En media hora operan a mamá. La traje anoche al hospital. Había vomitado sangre luego de cenar. Una perforación en el estómago, dijeron. O algo por el estilo. Ya no llego a entender lo que dicen. Cuando no es una cosa, es otra. Noventa y siete años, postrada en una cama, y se empeña en seguir persistiendo. Mis hermanos hace tiempo que no vienen a visitarla. Se interesan por teléfono. El mayor desde Londres – trabaja en finanzas. El que le sigue, desde Bruselas – un cargo político en la Unión Europea. El tercero está Nueva York – sabe dios qué hace allí con sus pretensiones artísticas que le paga el novio. Yo, el menor, fui el que se quedó en Alájar con mamá. Fui a estudiar a Sevilla, pero se enfermó durante el inicio del segundo año y tuve que volver. El mayor quería ponerle una enfermera. Cuatro hijos tiene, pero como si tuviera uno, la pobre. Si al menos el Emilio, el tercero, hubiese vuelto, yo podría haber terminado la carrera. Pero no. Primero él y después, él. Los otros son casi desconocidos que financian con culpa la convalecencia larga. Porque mamá dura como si tuviera algo pendiente. Como si criar cuatro muchachos, soportar un marido inútil y violento, trabajar desde los nueve años hasta hace apenas unos doce o así, no hubiese sido suficiente. Aunque, pensándolo bien, toda esa existencia dedicada a la subsistencia ajena no puede haberla dejado vivir mucho que digamos.
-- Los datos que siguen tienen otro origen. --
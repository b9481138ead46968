pub mod port;
pub mod types;
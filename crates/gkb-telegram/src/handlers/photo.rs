use std::sync::atomic::{AtomicUsize, Ordering};

use teloxide::{net::Download, prelude::*, types::PhotoSize};

use gkb_core::{
    dialogue::InboundPhoto,
    domain::ChatId,
    errors::Error,
};

use crate::router::AppState;

static PHOTO_COUNTER: AtomicUsize = AtomicUsize::new(1);

/// Downloads the largest rendition into the configured images directory and
/// returns its local path.
async fn download_photo(
    bot: &Bot,
    state: &AppState,
    photos: &[PhotoSize],
) -> gkb_core::Result<String> {
    let best = photos
        .last()
        .ok_or_else(|| Error::Transport("photo message without sizes".to_string()))?;
    let file = bot
        .get_file(best.file.id.clone())
        .await
        .map_err(|e| Error::Transport(format!("get_file: {e}")))?;

    let ts = std::time::SystemTime::now()
        .duration_since(std::time::UNIX_EPOCH)
        .unwrap_or_default()
        .as_millis();
    let n = PHOTO_COUNTER.fetch_add(1, Ordering::SeqCst);
    let path = state.cfg.images_dir.join(format!("photo_{ts}_{n}.jpg"));

    let mut dst = tokio::fs::File::create(&path).await?;
    bot.download_file(&file.path, &mut dst)
        .await
        .map_err(|e| Error::Transport(format!("download: {e}")))?;

    Ok(path.to_string_lossy().to_string())
}

pub async fn handle_photo(bot: &Bot, msg: &Message, state: &AppState) -> gkb_core::Result<()> {
    let Some(photos) = msg.photo() else {
        return Ok(());
    };
    let chat_id = ChatId(msg.chat.id.0);

    // Download only when a flow is waiting for a photo; otherwise any chat
    // could fill the images directory by spamming photos.
    if !state.engine.awaiting_photo(chat_id).await {
        tracing::debug!(chat = chat_id.0, "photo outside any flow, not downloaded");
        return Ok(());
    }

    let path = download_photo(bot, state, photos).await?;
    state
        .engine
        .handle_photo(InboundPhoto {
            chat_id,
            image_paths: vec![path],
        })
        .await
}
//! Credential verification and mutation rules.
//!
//! Secrets are plain strings compared exactly after trimming. Free text is
//! tried against the credential chain in a FIXED order: admin set first, then
//! the composite resource form (`guide1 2323`, `lesson7 pw`), then the global
//! set. First successful match wins; a failed composite still falls through
//! to the global check.

use std::sync::Arc;

use crate::{
    domain::{GuideId, LessonNumber, ResourceRef, SharedKind},
    ports::CredentialStore,
    Result,
};

/// Result of running free text through the credential chain.
#[derive(Clone, Debug, PartialEq, Eq)]
pub enum AuthOutcome {
    /// Admin password matched: `authenticated=true, is_admin=true`.
    Admin,
    /// Global password matched: `authenticated=true, is_admin=false`.
    Regular,
    /// Per-guide password matched: additive grant of the guide id.
    GuideUnlocked(GuideId),
    /// Per-lesson password matched: additive grant of the lesson number.
    LessonUnlocked(LessonNumber),
    /// Nothing matched. Session untouched; user told to try again.
    Rejected,
}

pub struct AuthEngine {
    credentials: Arc<dyn CredentialStore>,
}

impl AuthEngine {
    pub fn new(credentials: Arc<dyn CredentialStore>) -> Self {
        Self { credentials }
    }

    pub async fn authenticate(&self, candidate: &str) -> Result<AuthOutcome> {
        let candidate = candidate.trim();
        if candidate.is_empty() {
            return Ok(AuthOutcome::Rejected);
        }

        if self.matches_shared(SharedKind::Admin, candidate).await? {
            return Ok(AuthOutcome::Admin);
        }

        if let Some((resource, secret)) = parse_resource_claim(candidate) {
            if self.matches_resource(&resource, secret).await? {
                return Ok(match resource {
                    ResourceRef::Guide(g) => AuthOutcome::GuideUnlocked(g),
                    ResourceRef::Lesson(n) => AuthOutcome::LessonUnlocked(n),
                });
            }
        }

        if self.matches_shared(SharedKind::Global, candidate).await? {
            return Ok(AuthOutcome::Regular);
        }

        Ok(AuthOutcome::Rejected)
    }

    async fn matches_shared(&self, kind: SharedKind, candidate: &str) -> Result<bool> {
        let secrets = self.credentials.shared_secrets(kind).await?;
        Ok(secrets.iter().any(|s| s.trim() == candidate))
    }

    /// Absent resource secret fails closed.
    async fn matches_resource(&self, resource: &ResourceRef, candidate: &str) -> Result<bool> {
        Ok(match self.credentials.resource_secret(resource).await? {
            Some(stored) => stored.trim() == candidate.trim(),
            None => false,
        })
    }

    pub async fn global_passwords(&self) -> Result<Vec<String>> {
        self.credentials.shared_secrets(SharedKind::Global).await
    }

    pub async fn add_global_password(&self, secret: &str) -> Result<()> {
        self.credentials
            .add_shared_secret(SharedKind::Global, secret.trim())
            .await
    }

    pub async fn remove_global_password(&self, secret: &str) -> Result<bool> {
        self.credentials
            .remove_shared_secret(SharedKind::Global, secret.trim())
            .await
    }

    pub async fn set_resource_password(&self, resource: &ResourceRef, secret: &str) -> Result<()> {
        self.credentials
            .set_resource_secret(resource, secret.trim())
            .await
    }

    /// Removal of a missing secret is a reported no-op. Existing grants for
    /// chats that already unlocked the resource are deliberately NOT revoked.
    pub async fn remove_resource_password(&self, resource: &ResourceRef) -> Result<bool> {
        self.credentials.remove_resource_secret(resource).await
    }
}

/// Parse the composite unlock form: `"<kind><id> <password>"`.
pub fn parse_resource_claim(text: &str) -> Option<(ResourceRef, &str)> {
    let (head, rest) = text.split_once(char::is_whitespace)?;
    let secret = rest.trim();
    if secret.is_empty() {
        return None;
    }
    let resource = parse_resource_ref(head)?;
    Some((resource, secret))
}

/// Parse a bare resource token: `lesson7` or `guide1`. The guide id is the
/// whole token; the lesson id is the numeric suffix.
pub fn parse_resource_ref(token: &str) -> Option<ResourceRef> {
    if let Some(num) = token.strip_prefix("lesson") {
        let n = num.parse::<i64>().ok()?;
        return Some(ResourceRef::Lesson(LessonNumber(n)));
    }
    if token.len() > "guide".len() && token.starts_with("guide") {
        return Some(ResourceRef::Guide(GuideId(token.to_string())));
    }
    None
}
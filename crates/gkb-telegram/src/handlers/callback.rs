use teloxide::types::CallbackQuery;

use gkb_core::{dialogue::InboundCallback, domain::ChatId};

use crate::router::AppState;

pub async fn handle_callback(
    q: &CallbackQuery,
    chat_id: i64,
    state: &AppState,
) -> gkb_core::Result<()> {
    // Empty data fails JSON decoding in the engine, which then just answers
    // the query to stop the client spinner.
    let ev = InboundCallback {
        chat_id: ChatId(chat_id),
        callback_id: q.id.clone(),
        data: q.data.clone().unwrap_or_default(),
    };
    state.engine.handle_callback(ev).await
}
use serde::{Deserialize, Serialize};

use crate::domain::LessonNumber;

/// A nested lesson part, reachable via an inline button under the parent
/// lesson's preview.
#[derive(Clone, Debug, PartialEq, Serialize, Deserialize)]
pub struct SubLesson {
    pub lesson_number: i64,
    pub title: String,
    pub video_url: String,
}

/// Catalog entry for a video lesson. `lesson_number` is the stable key used
/// for gating, deletion, and per-lesson passwords.
#[derive(Clone, Debug, PartialEq, Serialize, Deserialize)]
pub struct Lesson {
    pub playlist: String,
    pub lesson_number: LessonNumber,
    pub video_url: String,
    pub description: String,
    pub image_path: Option<String>,
    pub has_sub_lessons: bool,
    #[serde(default)]
    pub sub_lessons: Vec<SubLesson>,
}

/// Catalog entry for a merchandise listing. `name` is the deletion key.
#[derive(Clone, Debug, PartialEq, Serialize, Deserialize)]
pub struct Merch {
    pub name: String,
    pub price: f64,
    pub description: String,
    pub images: Vec<String>,
}

impl Merch {
    /// At most this many photos are kept per listing.
    pub const MAX_IMAGES: usize = 3;

    /// Caption shown on the first photo of the listing's media group.
    pub fn caption(&self) -> String {
        format!(
            "{}\nЦена: {}\nОписание: {}",
            self.name, self.price, self.description
        )
    }
}
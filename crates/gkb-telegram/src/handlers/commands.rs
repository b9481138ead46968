use teloxide::types::Message;

use gkb_core::domain::ChatId;

use crate::router::AppState;

#[derive(Clone, Copy, Debug, PartialEq, Eq)]
pub enum Command {
    Start,
}

/// Recognize a bot command, tolerating the `@botname` suffix Telegram adds in
/// groups. Unknown commands return None and fall through to text routing.
pub fn parse_command(text: &str) -> Option<Command> {
    let head = text.trim().split_whitespace().next()?;
    let name = head.strip_prefix('/')?;
    let name = name.split('@').next().unwrap_or(name);
    match name {
        "start" => Some(Command::Start),
        _ => None,
    }
}

pub async fn handle_command(
    msg: &Message,
    state: &AppState,
    cmd: Command,
) -> gkb_core::Result<()> {
    match cmd {
        Command::Start => state.engine.handle_start(ChatId(msg.chat.id.0)).await,
    }
}

#[cfg(test)]
mod tests {
    use super::*;

    #[test]
    fn start_command_parses_with_and_without_bot_name() {
        assert_eq!(parse_command("/start"), Some(Command::Start));
        assert_eq!(parse_command("/start@gatekeeper_bot"), Some(Command::Start));
        assert_eq!(parse_command("  /start extra"), Some(Command::Start));
    }

    #[test]
    fn non_commands_fall_through() {
        assert_eq!(parse_command("start"), None);
        assert_eq!(parse_command("/unknown"), None);
        assert_eq!(parse_command("guide1 2323"), None);
    }
}
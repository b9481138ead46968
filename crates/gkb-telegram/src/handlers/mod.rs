//! Telegram update handlers.
//!
//! Each handler translates a teloxide update into a core inbound event and
//! runs it through the dialogue engine under the chat's lock. Errors stop at
//! this boundary: they are logged and the user gets a generic failure reply
//! so the dispatcher keeps polling.

use std::sync::Arc;

use teloxide::{
    prelude::*,
    types::{CallbackQuery, Message},
};

use gkb_core::menu::texts;

use crate::router::AppState;

mod callback;
mod commands;
mod photo;
mod text;

pub async fn handle_message(bot: Bot, msg: Message, state: Arc<AppState>) -> ResponseResult<()> {
    let chat_id = msg.chat.id.0;
    let _guard = state.chat_locks.lock_chat(chat_id).await;

    let outcome = if let Some(body) = msg.text() {
        match commands::parse_command(body) {
            Some(cmd) => commands::handle_command(&msg, &state, cmd).await,
            None => text::handle_text(&msg, &state).await,
        }
    } else if msg.photo().is_some() {
        photo::handle_photo(&bot, &msg, &state).await
    } else {
        // Voice, stickers, documents and the rest are not part of any flow.
        Ok(())
    };

    if let Err(e) = outcome {
        tracing::error!(chat_id, "message handler failed: {e}");
        let _ = bot.send_message(msg.chat.id, texts::GENERIC_ERROR).await;
    }
    Ok(())
}

pub async fn handle_callback(bot: Bot, q: CallbackQuery, state: Arc<AppState>) -> ResponseResult<()> {
    let Some(chat_id) = q.message.as_ref().map(|m| m.chat.id.0) else {
        // Inline-mode callbacks carry no chat; nothing to route.
        let _ = bot.answer_callback_query(q.id).await;
        return Ok(());
    };

    let _guard = state.chat_locks.lock_chat(chat_id).await;

    if let Err(e) = callback::handle_callback(&q, chat_id, &state).await {
        tracing::error!(chat_id, "callback handler failed: {e}");
        let _ = bot.answer_callback_query(q.id.clone()).await;
    }
    Ok(())
}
Lo que se dice vivir; para ella misma. Alfredo, el mayor, vino dos veces en estos casi diez años que lleva enferma. Mario, el que está en Bruselas, una sola. Emilio no vino nunca. Si llama tres veces al año, exagero. Los otros llaman; eso sí. Y me hablan como si fuese un subalterno que está obligado a dar un informe, o que les está rindiendo cuentas, y que debe, a su vez, recibir las indicaciones infalibles, omnisapientes, que estimen pertinentes. Siempre terminan con la promesa de una transferencia extra, para que tenga algo para mí, “que también tienes que vivir, digo yo”, dicen los dos, convertidos en un “yo” universal, abstracto, que los resume sucinta y soberbiamente: dinero, desinterés y una culpabilidad que se expía módicamente.
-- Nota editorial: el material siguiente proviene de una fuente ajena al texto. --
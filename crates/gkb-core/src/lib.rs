//! Core domain + application logic for the gated-content Telegram bot.
//!
//! This crate is intentionally framework-agnostic. Telegram and MongoDB live
//! behind ports (traits) implemented in adapter crates.

pub mod auth;
pub mod catalog;
pub mod config;
pub mod continuation;
pub mod dialogue;
pub mod domain;
pub mod errors;
pub mod forms;
pub mod logging;
pub mod menu;
pub mod messaging;
pub mod ports;
pub mod session;

pub use errors::{Error, Result};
En veintipocos minutos la operan. Ninguno llamó. Por no llamar, ni siquiera el tío Marcial, el único hermano de mamá – claro que el pobre está ciego, por la diabetes, y no anda muy allá que digamos en general. Ella y yo, en esta habitación impersonal, siempre ajena, donde la soledad es despiadada y la transitoriedad peligrosamente definitiva. Una enfermera nos dice que en unos diez minutos la vienen a buscar. Mamá me coge la mano y me la aprieta con un remedo de fuerza – hecho de huesitos débiles y largos, piel suelta, cariño, desamparo y temor. Es una enfermera, mamá, la tranquilizo, ahora la vienen a buscar para operarla; ya verá cómo va todo bien. ¿Y Alfredo?, pregunta. Luego viene, le miento, automático. ¿Y los otros?, amontona. Mañana. ¿Y tú?, de pronto. Yo estoy aquí, madre. Ya lo sé, zopenco; pregunto si tú te vas a ir alguna vez, para tener que venir a verme. No, madre, ya sabe que yo estoy aquí con usted. Deberías haberte ido cuando pudiste. Me fui a estudiar, madre, ¿no se acuerda? Pero volviste, y sin terminar la carrera; eso no es irse; mira tus hermanos cómo sí se fueron. Incluso Emilio, tan delicado y sin conocimiento de nada; no quiero ni imaginarme cómo se gana la vida. Hace arte, madre. Arte, arte, lo que hace ese es pecado, no arte; ¿sigue con ese amigo suyo? Novio, mamá. Para mí, amigo. Sigue, sigue. Dónde habrá pescado esos modos, esas inquietudes. No se pescan. Claro que se pescan; mírate tú, y tus hermanos, normales; y tu padre – que tenía otros muchísimos defectos -, igualmente normal; y aquí, en el pueblo, nunca hubo uno de esos. Por supuesto que los hubo madre, pero se cuidaban muy mucho de ocultarlo. Qué va, eso se nota a kilómetros; ¿o te crees que no había notado las maneras del Emilio de niño?; bendita la hora que fuimos de vacaciones a Málaga aquel año, estoy segura de que lo pescó allí, en la playa; había cada uno, y el tan niño, con las defensas aún escasas… Viene la enfermera y mamá me coge la mano con más fuerza. O eso que es capaz de ejercer sin romperse los huesos. Entran dos enfermeros con una camilla. En nada la pasan de la cama a la camilla. Pesa lo que un suspiro, la pobre. Apenas come. Unas gachas, unas lentejas, poco más. Y su vasito de vino al medio día y a la noche.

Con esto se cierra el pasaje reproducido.